Ofgem has in the past insisted the EV transition should be governed by two core principles: that the power industry must maximise existing assets before considering reinforcement, and EV users should face charges that are reflective of the costs (or benefits) they are adding to the system.
In response to today's report, a spokesman for the regulator said networks can already make decisions on investing in new capacity ahead of when it is needed, "so long as it is economic and efficient".
"For the next price controls from 2021 we are proposing to support greater scope for more anticipatory investment where network companies can show that it benefits existing and future consumers," he added.
"Any change in our powers would require government to make legislative changes. We are working with government and industry stakeholders, for example, as part of the electric vehicle energy taskforce) to understand what changes are required to facilitate the rollout of EVs."
The Department for Business, Energy and Industrial Strategy (BEIS) was considering a response to the report's findings.
The paper acknowledges concerns about where the cost of new smart city infrastructure should fall, but stresses local authorities and charge point operators should have more freedom to direct how and where smart city infrastructure is rolled out so it meets local priorities.
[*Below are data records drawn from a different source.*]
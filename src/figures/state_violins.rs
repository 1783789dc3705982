//! State-level hesitancy distributions per census region, with the two
//! spotlighted states broken out to county scatters.

use super::RenderContext;
use crate::charts::{draw, style};
use crate::data::{self, DataLoader};
use crate::stats::StatsCalculator;
use anyhow::Result;
use plotters::coord::Shift;
use plotters::prelude::*;
use plotters::style::text_anchor::{HPos, Pos, VPos};
use std::collections::HashMap;
use std::path::PathBuf;

const REGIONS: [&str; 4] = ["Northeast", "Midwest", "South", "West"];
const HIGHLIGHT_STATES: [&str; 2] = ["OH", "CA"];
const VIOLIN_HEIGHT: f64 = 1.6;

struct CountyRow {
    state: String,
    county: String,
    hesitant: f64,
    pfv: f64,
    vhb: f64,
}

pub(super) fn render_fig5(ctx: &RenderContext) -> Result<PathBuf> {
    let loader = DataLoader::new(&ctx.data_dir);
    let df = loader.load_csv("fig5_data.csv")?;

    let out = ctx.out_path("(fig5)hesitant_state.png");
    let root = BitMapBackend::new(&out, (1600, 800)).into_drawing_area();
    root.fill(&WHITE)?;
    let (violin_row, scatter_row) = root.split_vertically(520);
    let violin_panels = violin_row.split_evenly((1, 4));
    let scatter_panels = scatter_row.split_evenly((1, 2));

    let captions = ["a) Northeast", "b) Midwest", "c) South", "d) West"];
    for (i, panel) in violin_panels.iter().enumerate() {
        let rows = data::filter_str_eq(&df, "region", REGIONS[i])?;
        let states = data::str_column(&rows, "state")?;
        let hesitant = data::f64_column(&rows, "hesitant")?;
        violin_panel(panel, &states, &hesitant, captions[i], i == 0)?;
    }

    let oh = load_state_rows(&df, HIGHLIGHT_STATES[0])?;
    let ca = load_state_rows(&df, HIGHLIGHT_STATES[1])?;

    scatter_panel(
        &scatter_panels[0],
        &oh,
        &ca,
        |row| row.hesitant,
        "e) Counties in OH & CA",
        "ASPE VH Estimate",
        Some("VHb (week 23)"),
        true,
    )?;
    scatter_panel(
        &scatter_panels[1],
        &oh,
        &ca,
        |row| row.pfv,
        "f) Counties in OH & CA",
        "% of Residents Fully Vaccinated",
        None,
        false,
    )?;

    root.present()?;
    Ok(out.clone())
}

fn load_state_rows(df: &polars::prelude::DataFrame, state: &str) -> Result<Vec<CountyRow>> {
    let rows = data::filter_str_eq(df, "state", state)?;
    let states = data::str_column(&rows, "state")?;
    let counties = data::str_column(&rows, "county")?;
    let hesitant = data::f64_column(&rows, "hesitant")?;
    let pfv = data::f64_column(&rows, "PFV")?;
    let vhb = data::f64_column(&rows, "VHb")?;
    Ok((0..rows.height())
        .map(|i| CountyRow {
            state: states[i].clone(),
            county: counties[i].clone(),
            hesitant: hesitant[i],
            pfv: pfv[i],
            vhb: vhb[i],
        })
        .collect())
}

/// One region panel: horizontal half-violins per state, states ordered by
/// their median hesitancy.
fn violin_panel(
    area: &DrawingArea<BitMapBackend<'_>, Shift>,
    states: &[String],
    hesitant: &[f64],
    caption: &str,
    is_first: bool,
) -> Result<()> {
    let mut by_state: HashMap<&str, Vec<f64>> = HashMap::new();
    for (state, &value) in states.iter().zip(hesitant.iter()) {
        if !value.is_nan() {
            by_state.entry(state.as_str()).or_default().push(value);
        }
    }
    let mut ordered: Vec<(&str, Vec<f64>)> = by_state.into_iter().collect();
    ordered.sort_by(|a, b| {
        StatsCalculator::median(&a.1)
            .partial_cmp(&StatsCalculator::median(&b.1))
            .unwrap_or(std::cmp::Ordering::Equal)
    });

    let m = ordered.len();
    let state_names: Vec<String> = ordered.iter().map(|(s, _)| s.to_string()).collect();

    let mut chart = ChartBuilder::on(area)
        .caption(caption, ("serif", 17))
        .margin(8)
        .x_label_area_size(40)
        .y_label_area_size(if is_first { 50 } else { 35 })
        .build_cartesian_2d(0f64..0.3f64, -0.4f64..(m as f64 - 1.0 + VIOLIN_HEIGHT))?;

    let y_formatter = |y: &f64| {
        let idx = y.round();
        if (y - idx).abs() > 0.01 || idx < 0.0 {
            return String::new();
        }
        state_names
            .get(idx as usize)
            .cloned()
            .unwrap_or_default()
    };
    let mut mesh = chart.configure_mesh();
    mesh.x_desc("ASPE VH Estimate")
        .label_style(("serif", 12))
        .x_labels(4)
        .y_labels(m)
        .y_label_formatter(&y_formatter);
    if is_first {
        mesh.y_desc("State");
    }
    mesh.draw()?;

    for (idx, (state, values)) in ordered.iter().enumerate() {
        let (color, width) = if *state == HIGHLIGHT_STATES[0] {
            (style::PALETTE[0], 2)
        } else if *state == HIGHLIGHT_STATES[1] {
            (style::CRIMSON, 2)
        } else {
            (BLACK, 1)
        };
        let outline = draw::half_violin(values, idx as f64, VIOLIN_HEIGHT, 96);
        if outline.is_empty() {
            continue;
        }
        chart.draw_series(std::iter::once(PathElement::new(
            outline,
            color.stroke_width(width),
        )))?;
    }
    Ok(())
}

#[allow(clippy::too_many_arguments)]
fn scatter_panel(
    area: &DrawingArea<BitMapBackend<'_>, Shift>,
    first: &[CountyRow],
    second: &[CountyRow],
    x_of: fn(&CountyRow) -> f64,
    caption: &str,
    x_desc: &str,
    y_desc: Option<&str>,
    with_legend: bool,
) -> Result<()> {
    let mut x_lo = f64::INFINITY;
    let mut x_hi = f64::NEG_INFINITY;
    let mut y_lo = f64::INFINITY;
    let mut y_hi = f64::NEG_INFINITY;
    for row in first.iter().chain(second.iter()) {
        let x = x_of(row);
        if !x.is_nan() && !row.vhb.is_nan() {
            x_lo = x_lo.min(x);
            x_hi = x_hi.max(x);
            y_lo = y_lo.min(row.vhb);
            y_hi = y_hi.max(row.vhb);
        }
    }
    let x_pad = (x_hi - x_lo).max(1e-9) * 0.1;
    let y_pad = (y_hi - y_lo).max(1e-9) * 0.12;

    let mut chart = ChartBuilder::on(area)
        .caption(caption, ("serif", 17))
        .margin(8)
        .x_label_area_size(42)
        .y_label_area_size(if y_desc.is_some() { 55 } else { 30 })
        .build_cartesian_2d(
            (x_lo - x_pad)..(x_hi + x_pad),
            (y_lo - y_pad)..(y_hi + y_pad),
        )?;

    let mut mesh = chart.configure_mesh();
    mesh.x_desc(x_desc).label_style(("serif", 12));
    match y_desc {
        Some(desc) => {
            mesh.y_desc(desc);
        }
        None => {
            mesh.y_labels(0);
        }
    }
    mesh.draw()?;

    let oh_color = style::PALETTE[0];
    chart
        .draw_series(first.iter().filter(|r| !x_of(r).is_nan() && !r.vhb.is_nan()).map(|r| {
            Circle::new((x_of(r), r.vhb), 4, oh_color.mix(0.7).filled())
        }))?
        .label(HIGHLIGHT_STATES[0])
        .legend(move |(x, y)| Circle::new((x + 8, y), 4, oh_color.filled()));
    chart
        .draw_series(second.iter().filter(|r| !x_of(r).is_nan() && !r.vhb.is_nan()).map(|r| {
            TriangleMarker::new((x_of(r), r.vhb), 5, style::CRIMSON.mix(0.7).filled())
        }))?
        .label(HIGHLIGHT_STATES[1])
        .legend(|(x, y)| TriangleMarker::new((x + 8, y), 5, style::CRIMSON.filled()));

    // Call out the most and least hesitant counties of the two states.
    let extreme_high = first
        .iter()
        .filter(|r| !r.vhb.is_nan())
        .max_by(|a, b| a.vhb.partial_cmp(&b.vhb).unwrap_or(std::cmp::Ordering::Equal));
    let extreme_low = second
        .iter()
        .filter(|r| !r.vhb.is_nan())
        .min_by(|a, b| a.vhb.partial_cmp(&b.vhb).unwrap_or(std::cmp::Ordering::Equal));
    for (row, above) in [(extreme_high, true), (extreme_low, false)] {
        if let Some(row) = row {
            let x = x_of(row);
            if x.is_nan() {
                continue;
            }
            let dy = if above { y_pad * 0.7 } else { -y_pad * 0.7 };
            chart.draw_series(std::iter::once(PathElement::new(
                vec![(x, row.vhb), (x, row.vhb + dy)],
                BLACK.stroke_width(1),
            )))?;
            chart.draw_series(std::iter::once(Text::new(
                format!("{}, {}", row.county, row.state),
                (x, row.vhb + dy * 1.1),
                ("serif", 13).into_font().color(&BLACK).pos(Pos::new(
                    HPos::Center,
                    if above { VPos::Bottom } else { VPos::Top },
                )),
            )))?;
        }
    }

    if with_legend {
        chart
            .configure_series_labels()
            .position(SeriesLabelPosition::LowerLeft)
            .background_style(WHITE.filled())
            .border_style(BLACK.stroke_width(1))
            .label_font(("serif", 13))
            .draw()?;
    }
    Ok(())
}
As well as resulting in more tailored infrastructure development, such an approach could also deliver fairer investment patterns, it said. If part of the cost of upgrading energy grids for smart infrastructure currently falls on the first customer, it is richer areas that more likely to benefit from smart technologies, the paper notes.
To counter a trend that could lead to worsening regional inequalities, the report argues long-term strategic thinking is needed to ensure upgrades are rolled out fairly across cities and benefit the full socio-economic spectrum - particularly important given that ultimately, all consumers will contribute to the costs of the smart grid through their energy bills, just as all residents stand to benefit from cleaner air and lower carbon emissions.
By 2040 the government wants all new cars to be electric or hybrid. But meeting such a target will prove a major struggle without the infrastructure needed to support the deployment of huge numbers of EVs. Perhaps it's time to provide a power boost to local areas so they can help pave the way forward for the EV revolution.